Ce vide laissé par l’ancien écologiste représente-t-il une occasion inespérée pour les troupes bloquistes ? L’indice le plus révélateur réside probablement dans le franc sourire affiché par le chef Yves-François Blanchet, lorsque la question des futures élections lui a été posée directement au Parlement.
Les ambitions affichées du Bloc Québécois

Visiblement enthousiaste à l’idée de reconquérir ce bastion, le chef du Bloc Québécois n’a pas caché ses ambitions électorales face aux journalistes. « Pour des raisons de contenu et de sujets et d’historiques, on va être hautement compétitif dans Laurier–Sainte-Marie », a lancé Yves-François Blanchet avec confiance.
La stratégie semble déjà toute tracée pour la formation souverainiste, qui compte bien capitaliser sur le profil spécifique de l’électorat montréalais. « Ce sera une tribune exceptionnelle pour ramener les valeurs progressistes du Bloc Québécois », a poursuivi le chef politique, posant ainsi les jalons de la future campagne électorale.
Derrière la mention de ces fameuses valeurs progressistes se cache une thématique bien précise : l’environnement. Yves-François Blanchet aborde ainsi un champ d’intérêt incontournable qu’il partage fondamentalement avec Steven Guilbeault, laissant présager une lutte acharnée sur le bilan climatique local.
L’opinion publique et le grand test au Québec

Le contexte global a toutefois considérablement évolué depuis l’époque où Justin Trudeau avait réussi le coup d’éclat de recruter le célèbre activiste. Le terme pipeline n’est manifestement plus perçu comme un mauvais mot au sein de la population, illustrant un glissement notable des priorités citoyennes.
Les données chiffrées confirment cette tendance lourde : un récent sondage indique que 61 % des Canadiens estiment aujourd’hui que la croissance économique doit primer lorsqu’il est question de politique énergétique. La bascule est frappante, sachant qu’il y a sept ans, 55 % des répondants jugeaient au contraire que l’environnement devait constituer la priorité absolue.

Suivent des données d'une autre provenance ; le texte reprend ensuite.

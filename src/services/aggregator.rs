use sha1::{Digest, Sha1};
use std::collections::BTreeSet;

use crate::models::{
    AnalysisReport, AnalysisSummary, Classification, ClassifiedChannel, ClassifiedContent,
    ClassifiedPlaylist, EntryRecord, GroupSection, MediaKind, SeasonSection, SeriesGroupSection,
    SeriesSection,
};
use crate::services::series::organize_series;

/// Editor script invoked by the optimization command
pub const DEFAULT_EDITOR_SCRIPT: &str = "./m3u-epg-editor-py3.py";

/// Positional template of the downstream optimization command
///
/// The output shape is consumed by a separate tool and must not change:
/// `{editor} -m="{playlist}" -e="{epg}" -g="'{ids}'" -d="{dir}" -gm="keep" -r=12`
#[derive(Debug, Clone, PartialEq, Eq)]
pub struct CommandTemplate {
    pub editor_script: String,
    pub playlist_url: String,
    pub epg_url: String,
    pub optimized_dir: String,
}

impl CommandTemplate {
    pub fn render(&self, channel_ids: &str) -> String {
        format!(
            "{} -m=\"{}\" -e=\"{}\" -g=\"'{}'\" -d=\"{}\" -gm=\"keep\" -r=12",
            self.editor_script, self.playlist_url, self.epg_url, channel_ids, self.optimized_dir
        )
    }
}

/// Generate SHA1 hash of a key for navigation anchors
pub fn hash_key(key: &str) -> String {
    let mut hasher = Sha1::new();
    hasher.update(key.as_bytes());
    let result = hasher.finalize();
    format!("{:x}", result)
}

/// Sorted, deduplicated, lower-cased identifier prefixes (before the first '.')
pub fn matched_channel_ids<'a, I>(identifiers: I) -> String
where
    I: IntoIterator<Item = &'a str>,
{
    let ids: BTreeSet<String> = identifiers
        .into_iter()
        .map(|id| id.split('.').next().unwrap_or_default().to_lowercase())
        .collect();

    ids.into_iter().collect::<Vec<_>>().join(",")
}

fn sorted_group(name: &str, mut entries: Vec<EntryRecord>) -> GroupSection {
    entries.sort_by(|a, b| a.name.cmp(&b.name));
    GroupSection {
        id: format!("group_{}", hash_key(name)),
        name: name.to_string(),
        entries,
    }
}

fn channel_sections<'a, I>(groups: I, has_epg: bool) -> Vec<GroupSection>
where
    I: IntoIterator<Item = (&'a String, &'a Vec<ClassifiedChannel>)>,
{
    groups
        .into_iter()
        .filter_map(|(name, channels)| {
            let records: Vec<EntryRecord> = channels
                .iter()
                .filter(|c| c.has_epg == has_epg)
                .map(|c| EntryRecord {
                    has_epg: Some(c.has_epg),
                    ..EntryRecord::from_entry(&c.entry)
                })
                .collect();

            if records.is_empty() {
                None
            } else {
                Some(sorted_group(name, records))
            }
        })
        .collect()
}

fn content_sections<'a, I>(groups: I, kind: MediaKind) -> Vec<GroupSection>
where
    I: IntoIterator<Item = (&'a String, &'a Vec<ClassifiedContent>)>,
{
    groups
        .into_iter()
        .filter_map(|(name, items)| {
            let records: Vec<EntryRecord> = items
                .iter()
                .filter(|c| c.classification.kind() == kind)
                .map(|c| EntryRecord::from_entry(&c.entry))
                .collect();

            if records.is_empty() {
                None
            } else {
                Some(sorted_group(name, records))
            }
        })
        .collect()
}

fn series_group_section(group: &str, items: &[ClassifiedContent]) -> Option<SeriesGroupSection> {
    let tree = organize_series(items.iter().filter_map(|c| match &c.classification {
        Classification::Series(tag) => Some((&c.entry, tag)),
        _ => None,
    }));

    if tree.is_empty() {
        return None;
    }

    let series = tree
        .into_iter()
        .map(|(series_name, seasons)| {
            let seasons: Vec<SeasonSection> = seasons
                .into_iter()
                .map(|(season, episodes)| SeasonSection {
                    season,
                    episodes: episodes
                        .iter()
                        .map(|ep| EntryRecord {
                            series_name: Some(series_name.clone()),
                            season: Some(ep.season),
                            episode: Some(ep.episode),
                            ..EntryRecord::from_entry(&ep.entry)
                        })
                        .collect(),
                })
                .collect();

            SeriesSection {
                id: format!("series_{}", hash_key(&format!("{}/{}", group, series_name))),
                total_episodes: seasons.iter().map(|s| s.episodes.len()).sum(),
                name: series_name,
                seasons,
            }
        })
        .collect();

    Some(SeriesGroupSection {
        id: format!("group_{}", hash_key(group)),
        name: group.to_string(),
        series,
    })
}

/// Build the summary and the sorted, grouped section lists
pub fn aggregate(classified: &ClassifiedPlaylist, template: &CommandTemplate) -> AnalysisReport {
    let all_channels = || classified.channels.values().flatten();
    let all_content = || classified.content.values().flatten();
    let count_kind = |kind: MediaKind| {
        all_content()
            .filter(|c| c.classification.kind() == kind)
            .count()
    };

    let channel_ids = matched_channel_ids(
        all_channels()
            .filter(|c| c.has_epg)
            .map(|c| c.entry.channel_identifier.as_str()),
    );
    let optimization_command = template.render(&channel_ids);

    let summary = AnalysisSummary {
        total_identified: all_channels().count(),
        total_epg_matched: all_channels().filter(|c| c.has_epg).count(),
        total_movies: count_kind(MediaKind::Movie),
        total_series: count_kind(MediaKind::Series),
        total_unmatched: count_kind(MediaKind::Unmatched),
        channel_ids,
        optimization_command,
    };

    tracing::info!(
        identified = summary.total_identified,
        epg_matched = summary.total_epg_matched,
        movies = summary.total_movies,
        series = summary.total_series,
        unmatched = summary.total_unmatched,
        "Analysis aggregated"
    );

    AnalysisReport {
        matched: channel_sections(&classified.channels, true),
        unmatched: channel_sections(&classified.channels, false),
        movies: content_sections(&classified.content, MediaKind::Movie),
        series: classified
            .content
            .iter()
            .filter_map(|(group, items)| series_group_section(group, items))
            .collect(),
        other: content_sections(&classified.content, MediaKind::Unmatched),
        summary,
    }
}

#[cfg(test)]
mod tests {
    use super::*;
    use crate::models::{Entry, SeriesTag};
    use std::collections::BTreeMap;

    fn template() -> CommandTemplate {
        CommandTemplate {
            editor_script: DEFAULT_EDITOR_SCRIPT.to_string(),
            playlist_url: "http://example.com/tv.m3u".to_string(),
            epg_url: "http://example.com/epg.xml".to_string(),
            optimized_dir: "/data/optimized".to_string(),
        }
    }

    fn entry(name: &str, group: &str, id: &str) -> Entry {
        Entry {
            name: name.to_string(),
            group: group.to_string(),
            channel_identifier: id.to_string(),
            logo_url: None,
            stream_url: format!("http://host/{}", name),
            source_line_number: 1,
        }
    }

    fn channel(name: &str, group: &str, id: &str, has_epg: bool) -> ClassifiedChannel {
        ClassifiedChannel {
            entry: entry(name, group, id),
            has_epg,
        }
    }

    fn content(name: &str, group: &str, classification: Classification) -> ClassifiedContent {
        ClassifiedContent {
            entry: entry(name, group, ""),
            classification,
        }
    }

    #[test]
    fn test_command_template_shape() {
        let command = template().render("bbc,cnn");
        assert_eq!(
            command,
            "./m3u-epg-editor-py3.py -m=\"http://example.com/tv.m3u\" -e=\"http://example.com/epg.xml\" -g=\"'bbc,cnn'\" -d=\"/data/optimized\" -gm=\"keep\" -r=12"
        );
    }

    #[test]
    fn test_matched_channel_ids() {
        let ids = matched_channel_ids(vec!["CNN.us", "bbc.uk", "cnn.uk", "Sky"]);
        assert_eq!(ids, "bbc,cnn,sky");
        assert_eq!(matched_channel_ids(Vec::<&str>::new()), "");
    }

    #[test]
    fn test_hash_key() {
        let hash = hash_key("News");
        assert_eq!(hash.len(), 40);
        assert_eq!(hash, hash_key("News"));
        assert_ne!(hash, hash_key("news"));
    }

    #[test]
    fn test_aggregate_sections_and_totals() {
        let mut channels = BTreeMap::new();
        channels.insert(
            "News".to_string(),
            vec![
                channel("Sky News", "News", "sky.uk", true),
                channel("CNN", "News", "cnn.us", true),
                channel("Local", "News", "local.tv", false),
            ],
        );
        channels.insert(
            "Cartoons".to_string(),
            vec![channel("Toons", "Cartoons", "toons.us", false)],
        );

        let mut content_groups = BTreeMap::new();
        content_groups.insert(
            "VOD".to_string(),
            vec![
                content("Zulu", "VOD", Classification::Movie),
                content("Alien", "VOD", Classification::Movie),
                content(
                    "Lost S01E02",
                    "VOD",
                    Classification::Series(SeriesTag {
                        series_name: "Lost".to_string(),
                        season: 1,
                        episode: 2,
                    }),
                ),
                content("Clip", "VOD", Classification::Unmatched),
            ],
        );

        let classified = ClassifiedPlaylist {
            channels,
            content: content_groups,
        };
        let report = aggregate(&classified, &template());

        assert_eq!(report.summary.total_identified, 4);
        assert_eq!(report.summary.total_epg_matched, 2);
        assert_eq!(report.summary.total_movies, 2);
        assert_eq!(report.summary.total_series, 1);
        assert_eq!(report.summary.total_unmatched, 1);
        assert_eq!(report.summary.channel_ids, "cnn,sky");
        assert!(report.summary.optimization_command.contains("-g=\"'cnn,sky'\""));

        assert_eq!(report.matched.len(), 1);
        let matched: Vec<_> = report.matched[0].entries.iter().map(|e| e.name.as_str()).collect();
        assert_eq!(matched, vec!["CNN", "Sky News"]);
        assert!(report.matched[0].entries.iter().all(|e| e.has_epg == Some(true)));

        let unmatched_groups: Vec<_> = report.unmatched.iter().map(|g| g.name.as_str()).collect();
        assert_eq!(unmatched_groups, vec!["Cartoons", "News"]);

        let movies: Vec<_> = report.movies[0].entries.iter().map(|e| e.name.as_str()).collect();
        assert_eq!(movies, vec!["Alien", "Zulu"]);
        assert!(report.movies[0].entries[0].has_epg.is_none());

        let lost = &report.series[0].series[0];
        assert_eq!(lost.name, "Lost");
        assert_eq!(lost.total_episodes, 1);
        assert_eq!(lost.seasons[0].episodes[0].episode, Some(2));
        assert_eq!(lost.seasons[0].episodes[0].series_name.as_deref(), Some("Lost"));

        assert_eq!(report.other[0].entries[0].name, "Clip");
    }

    #[test]
    fn test_empty_groups_are_omitted() {
        let mut content_groups = BTreeMap::new();
        content_groups.insert(
            "Movies".to_string(),
            vec![content("Alien", "Movies", Classification::Movie)],
        );
        let classified = ClassifiedPlaylist {
            channels: BTreeMap::new(),
            content: content_groups,
        };

        let report = aggregate(&classified, &template());
        assert!(report.series.is_empty());
        assert!(report.other.is_empty());
        assert!(report.matched.is_empty());
        assert_eq!(report.summary.channel_ids, "");
    }
}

Cependant, ces multiples reculs environnementaux justifiés par l’économie n’ont pas encore affronté l’épreuve de la réalité concrète. On construit rarement un pipeline ou un autre grand projet sans casser des œufs. Les électeurs qui avaient porté Steven Guilbeault au pouvoir auront très bientôt l’occasion de juger le bilan des nouveaux libéraux façonnés sous l’influence de Mark Carney. Ce moment représentera tout un test au Québec pour le premier ministre.